Internal Memo: Wal-Mart’s Health Care Problem

The New York Times’s Steve Greenhouse has an amazing story today detailing an internal Wal-Mart memo that discusses the company’s health care benefits and ways to reduce those costs.

An internal memo sent to Wal-Mart's board of directors proposes numerous ways to hold down spending on health care and other benefits while seeking to minimize damage to the retailer's reputation. Among the recommendations are hiring more part-time workers and discouraging unhealthy people from working at Wal-Mart.



Wal-Mart executives said the memo was part of an effort to rein in benefit costs, which to Wall Street's dismay have soared by 15 percent a year on average since 2002. Like much of corporate America, Wal-Mart has been squeezed by soaring health costs. The proposed plan, if approved, would save the company more than $1 billion a year by 2011.
Those of us who have criticized Wal-Mart’s health care coverage can feel pleased that the company is now listening:

Acknowledging that Wal-Mart has image problems, Ms. Chambers wrote: "Wal-Mart's critics can easily exploit some aspects of our benefits offering to make their case; in other words, our critics are correct in some of their observations.

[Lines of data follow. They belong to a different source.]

//! Generative Town demo driver
//!
//! Seeds a handful of agents backed by the offline scripted model, walks
//! them around a small map, advances their plans each tick and lets the
//! coordinator arbitrate whoever ends up close together.

use clap::Parser;
use rand::rngs::SmallRng;
use rand::{Rng, SeedableRng};
use std::path::PathBuf;
use std::sync::Arc;
use tokio::task::JoinSet;
use tracing::{debug, error, info, warn};
use tracing_subscriber::EnvFilter;

use coordinator::{CoordinatorConfig, InteractionCoordinator, InteractionLog};
use town_core::{Agent, LanguageModel, MindConfig, ScriptedModel};
use town_events::{AgentProfile, InteractionKind, Position, SimTime};

/// Agents used when no `--agents` file is given
const DEFAULT_AGENTS: &str = include_str!("../data/town_agents.json");

/// Side length of the square map
const MAP_SIZE: f32 = 400.0;

/// Largest per-axis step of the random walk, per tick
const MAX_STEP: f32 = 25.0;

/// Command line arguments for the demo town
#[derive(Parser, Debug)]
#[command(name = "town_sim")]
#[command(about = "Runs a small generative town against an offline model")]
struct Args {
    /// Random seed for reproducibility
    #[arg(long, default_value_t = 42)]
    seed: u64,

    /// Number of ticks to simulate
    #[arg(long, default_value_t = 48)]
    ticks: u64,

    /// Simulated minutes per tick
    #[arg(long, default_value_t = 15)]
    minutes_per_tick: u64,

    /// Hour of day 1 the simulation starts at
    #[arg(long, default_value_t = 7)]
    start_hour: u32,

    /// JSON file with agent profiles
    #[arg(long)]
    agents: Option<PathBuf>,

    /// TOML file with cognition settings
    #[arg(long)]
    mind_config: Option<PathBuf>,

    /// TOML file with coordinator settings
    #[arg(long)]
    coordinator_config: Option<PathBuf>,

    /// Write interactions as JSONL to this file
    #[arg(long)]
    log: Option<PathBuf>,
}

#[tokio::main]
async fn main() -> Result<(), Box<dyn std::error::Error>> {
    tracing_subscriber::fmt()
        .with_env_filter(EnvFilter::try_from_default_env().unwrap_or_else(|_| EnvFilter::new("info")))
        .init();

    let args = Args::parse();

    println!("Generative Town");
    println!("===============");
    println!("Seed: {}", args.seed);
    println!("Ticks: {} x {} min", args.ticks, args.minutes_per_tick);
    println!();

    let mind = match &args.mind_config {
        Some(path) => MindConfig::from_file(path)?,
        None => MindConfig::default(),
    };
    let coordinator_config = match &args.coordinator_config {
        Some(path) => CoordinatorConfig::from_file(path)?,
        None => CoordinatorConfig::default(),
    };
    let profiles: Vec<AgentProfile> = match &args.agents {
        Some(path) => serde_json::from_str(&std::fs::read_to_string(path)?)?,
        None => serde_json::from_str(DEFAULT_AGENTS)?,
    };

    let model: Arc<dyn LanguageModel> = Arc::new(ScriptedModel::new());
    let mut town = InteractionCoordinator::new(coordinator_config, model.clone());
    if let Some(path) = &args.log {
        town = town.with_log(InteractionLog::new(path)?);
    }
    for profile in profiles {
        town.add_agent(Agent::from_profile(profile, model.clone(), &mind))
            .await;
    }
    info!(agents = town.agent_ids().len(), "town seeded");

    let mut rng = SmallRng::seed_from_u64(args.seed);
    let start = SimTime::from_day_clock(1, args.start_hour, 0);

    for tick in 0..args.ticks {
        let now = start.plus_minutes(tick * args.minutes_per_tick);
        tick_agents(&town, &mut rng, now).await?;
        run_encounters(&town, &mut rng, now).await;

        if tick % 8 == 0 {
            debug!(%now, interactions = town.recent_interactions(usize::MAX).len(), "tick");
        }
    }

    town.flush_log()?;
    print_summary(&town).await;
    Ok(())
}

/// Moves every agent and advances its plan, one task per agent.
async fn tick_agents(
    town: &InteractionCoordinator,
    rng: &mut SmallRng,
    now: SimTime,
) -> Result<(), Box<dyn std::error::Error>> {
    let mut tasks = JoinSet::new();
    for id in town.agent_ids() {
        // Steps are drawn in ID order so runs are reproducible
        let step = (rng.gen_range(-MAX_STEP..=MAX_STEP), rng.gen_range(-MAX_STEP..=MAX_STEP));
        let handle = town.handle(&id)?;
        tasks.spawn(async move {
            let mut agent = handle.lock().await;
            let here = agent.location();
            let there = Position::new(
                (here.x + step.0).clamp(0.0, MAP_SIZE),
                (here.y + step.1).clamp(0.0, MAP_SIZE),
            );
            agent.set_location(there, now);
            let result = agent.advance_current_task(now).await.map(|action| action.clone());
            (id, result)
        });
    }

    while let Some(joined) = tasks.join_next().await {
        match joined {
            Ok((id, Ok(action))) => debug!(agent = %id, status = %action.status, "advanced"),
            Ok((id, Err(err))) => warn!(agent = %id, error = %err, "could not advance plan"),
            Err(err) => error!(error = %err, "agent task failed"),
        }
    }
    Ok(())
}

/// Lets nearby pairs notice each other and interact.
async fn run_encounters(town: &InteractionCoordinator, rng: &mut SmallRng, now: SimTime) {
    let snapshots = town.snapshots().await;
    for (i, a) in snapshots.iter().enumerate() {
        for b in &snapshots[i + 1..] {
            if !town.can_interact(&a.location, &b.location) {
                continue;
            }
            let (initiator, target) = if rng.gen_bool(0.5) { (a, b) } else { (b, a) };

            if let Ok(handle) = town.handle(&initiator.agent_id) {
                let mut agent = handle.lock().await;
                if agent.can_see(&target.location) {
                    let seen = format!("{} is {}", target.name, target.action.status);
                    if let Err(err) = agent
                        .observe_about(&seen, target.agent_id.clone(), now)
                        .await
                    {
                        warn!(agent = %initiator.agent_id, error = %err, "observation lost");
                    }
                }
            }

            let kind = match rng.gen_range(0..3) {
                0 => InteractionKind::Conversation,
                1 => InteractionKind::Observation,
                _ => InteractionKind::Rumor,
            };
            if let Some(interaction) = town
                .create_interaction(&initiator.agent_id, &target.agent_id, kind, now)
                .await
            {
                debug!(id = %interaction.id, content = %interaction.content, "encounter");
            }
        }
    }
}

async fn print_summary(town: &InteractionCoordinator) {
    println!();
    println!("Agents");
    println!("------");
    for snapshot in town.snapshots().await {
        println!(
            "{:<20} {} {:<40} memories: {:>4}  plan iteration: {}",
            snapshot.name,
            snapshot.action.marker,
            snapshot.action.status,
            snapshot.total_memories(),
            snapshot.latest_plan_iteration
        );
    }

    println!();
    println!("Recent interactions");
    println!("-------------------");
    for interaction in town.recent_interactions(5) {
        println!(
            "[{}] {} {} -> {}: {}{}",
            interaction.created_at,
            interaction.kind,
            interaction.initiator,
            interaction.target,
            interaction.content,
            if interaction.degraded { " (degraded)" } else { "" }
        );
    }
}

Specifically, our coverage is expensive for low-income families, and Wal-Mart has a significant percentage of associates and their children on public assistance."
The public assistance theme is also brought up earlier in the article:

Ms. Chambers acknowledged that 46 percent of the children of Wal-Mart's 33 million United States employees were uninsured or on Medicaid.
And then there is the memo’s point that people who work longer at Wal-Mart are more costly yet not necessarily more productive. It almost sounds like they will be discouraging associates from considering long careers:

Ms. Chambers's memo voiced concern that workers were staying with the company longer, pushing up wage costs, although she stopped short of calling for efforts to push out more senior workers.

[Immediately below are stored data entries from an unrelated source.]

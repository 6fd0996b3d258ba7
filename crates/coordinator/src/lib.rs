//! Interaction Coordinator: arbitration of encounters between agents.
//!
//! The coordinator is shared by the whole town. It holds handles to the
//! agents it arbitrates, never their memory streams, and mutates an agent
//! only while holding that agent's lock.
//!
//! # Critical section
//!
//! An interaction locks both agents in agent-ID order, checks proximity
//! and the pair's cooldown, builds the content, prepares both memories and
//! only then commits both. Two interactions that share an agent therefore
//! never interleave, and lock acquisition cannot deadlock.
//!
//! ```text
//! lock(min id) ─▶ lock(max id) ─▶ checks ─▶ content ─▶ prepare ×2 ─▶ commit ×2 ─▶ cooldown
//! ```
//!
//! # Modules
//!
//! - [`config`]: Thresholds, windows and placeholder text
//! - [`error`]: Reasons an interaction is refused
//! - [`log`]: Append-only JSONL interaction log

pub mod config;
pub mod error;
pub mod log;

pub use config::{CoordinatorConfig, DEFAULT_PLACEHOLDER};
pub use error::CoordinatorError;
pub use log::InteractionLog;

use std::collections::{BTreeMap, HashMap, VecDeque};
use std::sync::{Arc, Mutex, MutexGuard};

use tracing::{debug, info, warn};

use town_core::{prompts, Agent, AgentHandle, LanguageModel, MemoryDraft};
use town_events::{
    generate_interaction_id, AgentId, AgentSnapshot, Interaction, InteractionKind, Memory,
    Position, SimTime,
};

/// Whether two positions are within `threshold` of each other.
pub fn within_range(a: &Position, b: &Position, threshold: f32) -> bool {
    a.distance_to(b) <= threshold
}

/// Bookkeeping shared across interactions.
#[derive(Debug, Default)]
struct Ledger {
    /// Last successful interaction per ordered (initiator, target) pair
    cooldowns: HashMap<(AgentId, AgentId), SimTime>,
    history: VecDeque<Interaction>,
    next_sequence: u64,
}

/// Shared arbiter of pairwise encounters.
pub struct InteractionCoordinator {
    config: CoordinatorConfig,
    model: Arc<dyn LanguageModel>,
    agents: BTreeMap<AgentId, AgentHandle>,
    ledger: Mutex<Ledger>,
    log: Mutex<InteractionLog>,
}

impl InteractionCoordinator {
    pub fn new(config: CoordinatorConfig, model: Arc<dyn LanguageModel>) -> Self {
        Self {
            config,
            model,
            agents: BTreeMap::new(),
            ledger: Mutex::new(Ledger {
                next_sequence: 1,
                ..Ledger::default()
            }),
            log: Mutex::new(InteractionLog::null()),
        }
    }

    /// Records every created interaction to `log`.
    pub fn with_log(mut self, log: InteractionLog) -> Self {
        self.log = Mutex::new(log);
        self
    }

    pub fn config(&self) -> &CoordinatorConfig {
        &self.config
    }

    /// Registers an agent and returns its ID.
    pub async fn register(&mut self, handle: AgentHandle) -> AgentId {
        let id = handle.lock().await.id().clone();
        self.agents.insert(id.clone(), handle);
        id
    }

    /// Wraps and registers an agent.
    pub async fn add_agent(&mut self, agent: Agent) -> AgentHandle {
        let handle = agent.into_handle();
        self.register(handle.clone()).await;
        handle
    }

    /// Registered agent IDs in ascending order.
    pub fn agent_ids(&self) -> Vec<AgentId> {
        self.agents.keys().cloned().collect()
    }

    pub fn handle(&self, id: &AgentId) -> Result<AgentHandle, CoordinatorError> {
        self.agents
            .get(id)
            .cloned()
            .ok_or_else(|| CoordinatorError::UnknownAgent(id.clone()))
    }

    /// Proximity predicate: distance at most the configured threshold.
    pub fn can_interact(&self, a: &Position, b: &Position) -> bool {
        within_range(a, b, self.config.proximity_threshold)
    }

    /// Creates an interaction, or `None` if it was refused.
    ///
    /// A `Some` whose `degraded` flag is set carries placeholder content
    /// because generation failed; it is still a valid, recorded interaction.
    pub async fn create_interaction(
        &self,
        initiator: &AgentId,
        target: &AgentId,
        kind: InteractionKind,
        now: SimTime,
    ) -> Option<Interaction> {
        match self.try_create_interaction(initiator, target, kind, now).await {
            Ok(interaction) => Some(interaction),
            Err(err) => {
                debug!(%initiator, %target, %kind, error = %err, "interaction refused");
                None
            }
        }
    }

    /// Creates an interaction, reporting why it was refused.
    pub async fn try_create_interaction(
        &self,
        initiator: &AgentId,
        target: &AgentId,
        kind: InteractionKind,
        now: SimTime,
    ) -> Result<Interaction, CoordinatorError> {
        if initiator == target {
            return Err(CoordinatorError::SelfInteraction(initiator.clone()));
        }
        let initiator_handle = self.handle(initiator)?;
        let target_handle = self.handle(target)?;

        let (mut from, mut to) = if initiator < target {
            let from = initiator_handle.lock().await;
            let to = target_handle.lock().await;
            (from, to)
        } else {
            let to = target_handle.lock().await;
            let from = initiator_handle.lock().await;
            (from, to)
        };

        let distance = from.location().distance_to(&to.location());
        if distance > self.config.proximity_threshold {
            return Err(CoordinatorError::OutOfRange {
                initiator: initiator.clone(),
                target: target.clone(),
                distance,
                threshold: self.config.proximity_threshold,
            });
        }
        self.check_cooldown(initiator, target, now)?;

        let (content, degraded) = match kind {
            InteractionKind::Observation => (
                format!(
                    "{} saw {} busy with: {}",
                    from.name(),
                    to.name(),
                    to.action().status
                ),
                false,
            ),
            InteractionKind::Conversation => self.conversation(&mut from, &mut to, now).await,
            InteractionKind::Rumor => self.rumor(&from, &to, now).await?,
        };

        let (initiator_draft, target_draft) = match kind {
            InteractionKind::Observation => (
                MemoryDraft::observation_about(content.clone(), target.clone()),
                MemoryDraft::observation_about(content.clone(), initiator.clone()),
            ),
            InteractionKind::Conversation | InteractionKind::Rumor => (
                MemoryDraft::conversation(content.clone(), target.clone()),
                MemoryDraft::conversation(content.clone(), initiator.clone()),
            ),
        };

        // Both sides are scored before either is recorded
        let initiator_memory = from.prepare_memory(initiator_draft, now).await.map_err(|source| {
            CoordinatorError::InconsistentInteraction {
                agent: initiator.clone(),
                source,
            }
        })?;
        let target_memory = to.prepare_memory(target_draft, now).await.map_err(|source| {
            CoordinatorError::InconsistentInteraction {
                agent: target.clone(),
                source,
            }
        })?;
        from.commit_memory(initiator_memory);
        to.commit_memory(target_memory);

        // Observations feed the running importance sum on both sides
        if kind == InteractionKind::Observation {
            for agent in [&mut *from, &mut *to] {
                if let Err(err) = agent.reflect_if_due(now).await {
                    warn!(agent = %agent.id(), error = %err, "reflection deferred");
                }
            }
        }

        let interaction = self.record(initiator, target, kind, content, degraded, now);
        drop(to);
        drop(from);

        info!(
            id = %interaction.id,
            %initiator,
            %target,
            %kind,
            degraded,
            "interaction created"
        );
        Ok(interaction)
    }

    /// Every memory of one agent, in append order.
    pub async fn agent_memories(&self, id: &AgentId) -> Result<Vec<Memory>, CoordinatorError> {
        let handle = self.handle(id)?;
        let agent = handle.lock().await;
        Ok(agent.memories().iter().cloned().collect())
    }

    /// Up to `limit` most recent interactions, newest first.
    pub fn recent_interactions(&self, limit: usize) -> Vec<Interaction> {
        self.ledger()
            .history
            .iter()
            .rev()
            .take(limit)
            .cloned()
            .collect()
    }

    /// Snapshots of every registered agent, in ID order.
    pub async fn snapshots(&self) -> Vec<AgentSnapshot> {
        let mut snapshots = Vec::with_capacity(self.agents.len());
        for handle in self.agents.values() {
            snapshots.push(handle.lock().await.snapshot());
        }
        snapshots
    }

    pub fn flush_log(&self) -> Result<(), CoordinatorError> {
        lock(&self.log).flush()?;
        Ok(())
    }

    fn check_cooldown(
        &self,
        initiator: &AgentId,
        target: &AgentId,
        now: SimTime,
    ) -> Result<(), CoordinatorError> {
        let ledger = self.ledger();
        let key = (initiator.clone(), target.clone());
        if let Some(last) = ledger.cooldowns.get(&key) {
            if now.minutes_since(*last) < self.config.cooldown_minutes {
                return Err(CoordinatorError::OnCooldown {
                    initiator: initiator.clone(),
                    target: target.clone(),
                    until: last.plus_minutes(self.config.cooldown_minutes),
                });
            }
        }
        Ok(())
    }

    /// Dialogue grounded in what each side remembers about the other.
    async fn conversation(&self, from: &mut Agent, to: &mut Agent, now: SimTime) -> (String, bool) {
        let k = self.config.memories_per_side;
        let mut memories = Vec::new();
        let about_target = to.name().to_string();
        let about_initiator = from.name().to_string();
        for (speaker, about) in [(&mut *from, about_target), (&mut *to, about_initiator)] {
            match speaker.retrieve(&about, k, now).await {
                Ok(hits) => memories.extend(hits.into_iter().map(|m| m.description().to_string())),
                Err(err) => warn!(agent = %speaker.id(), error = %err, "conversation recall failed"),
            }
        }

        let prompt = prompts::conversation(from.name(), to.name(), &memories);
        let context = format!("{}\n\n{}", from.summary(), to.summary());
        self.generate(&prompt, &context).await
    }

    /// One line of gossip about third parties the initiator knows of.
    async fn rumor(
        &self,
        from: &Agent,
        to: &Agent,
        now: SimTime,
    ) -> Result<(String, bool), CoordinatorError> {
        let cutoff = SimTime::from_minutes(
            now.minutes()
                .saturating_sub(self.config.rumor_window_minutes),
        );
        let mut statements: Vec<&str> = from
            .memories()
            .iter()
            .filter(|m| m.created_at() >= cutoff)
            .filter(|m| m.counterpart().is_some_and(|who| who != to.id()))
            .map(Memory::description)
            .collect();
        if statements.is_empty() {
            return Err(CoordinatorError::NothingToShare(from.id().clone()));
        }
        let keep = self.config.rumor_statements.max(1);
        if statements.len() > keep {
            statements.drain(..statements.len() - keep);
        }

        let prompt = prompts::rumor(from.name(), to.name(), &statements);
        Ok(self.generate(&prompt, from.summary()).await)
    }

    /// Generated text, or the placeholder when generation fails.
    async fn generate(&self, prompt: &str, context: &str) -> (String, bool) {
        match self.model.generate(prompt, context).await {
            Ok(text) if !text.trim().is_empty() => (text.trim().to_string(), false),
            Ok(_) => {
                warn!("interaction generation returned no text, using placeholder");
                (self.config.placeholder.clone(), true)
            }
            Err(err) => {
                warn!(error = %err, "interaction generation failed, using placeholder");
                (self.config.placeholder.clone(), true)
            }
        }
    }

    /// Stamps the cooldown, assigns an ID and stores the interaction.
    fn record(
        &self,
        initiator: &AgentId,
        target: &AgentId,
        kind: InteractionKind,
        content: String,
        degraded: bool,
        now: SimTime,
    ) -> Interaction {
        let mut ledger = self.ledger();
        ledger
            .cooldowns
            .insert((initiator.clone(), target.clone()), now);

        let interaction = Interaction {
            id: generate_interaction_id(ledger.next_sequence),
            initiator: initiator.clone(),
            target: target.clone(),
            kind,
            content,
            created_at: now,
            degraded,
        };
        ledger.next_sequence += 1;

        ledger.history.push_back(interaction.clone());
        while ledger.history.len() > self.config.history_capacity {
            ledger.history.pop_front();
        }
        drop(ledger);

        if let Err(err) = lock(&self.log).log(&interaction) {
            warn!(id = %interaction.id, error = %err, "failed to log interaction");
        }
        interaction
    }

    fn ledger(&self) -> MutexGuard<'_, Ledger> {
        lock(&self.ledger)
    }
}

fn lock<T>(mutex: &Mutex<T>) -> MutexGuard<'_, T> {
    mutex.lock().unwrap_or_else(|poisoned| poisoned.into_inner())
}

She wrote that "the cost of an associate with seven years of tenure is almost 55 percent more than the cost of an associate with one year of tenure, yet there is no difference in his or her productivity. Moreover, because we pay an associate more in salary and benefits as his or her tenure increases, we are pricing that associate out of the labor market, increasing the likelihood that he or she will stay with Wal-Mart."
What this memo demonstrates is that: 1) Valid criticisms of Wal-Mart are starting to reach the company 2) People who cheer Wal-Mart’s job creation must realize that they are often part-time employment that, especially now, will not result in long-term career opportunities and 3) Wal-Mart workers and their children are a burden on public safety net programs and this must be considered, especially by the retailer’s “free-market” supporters.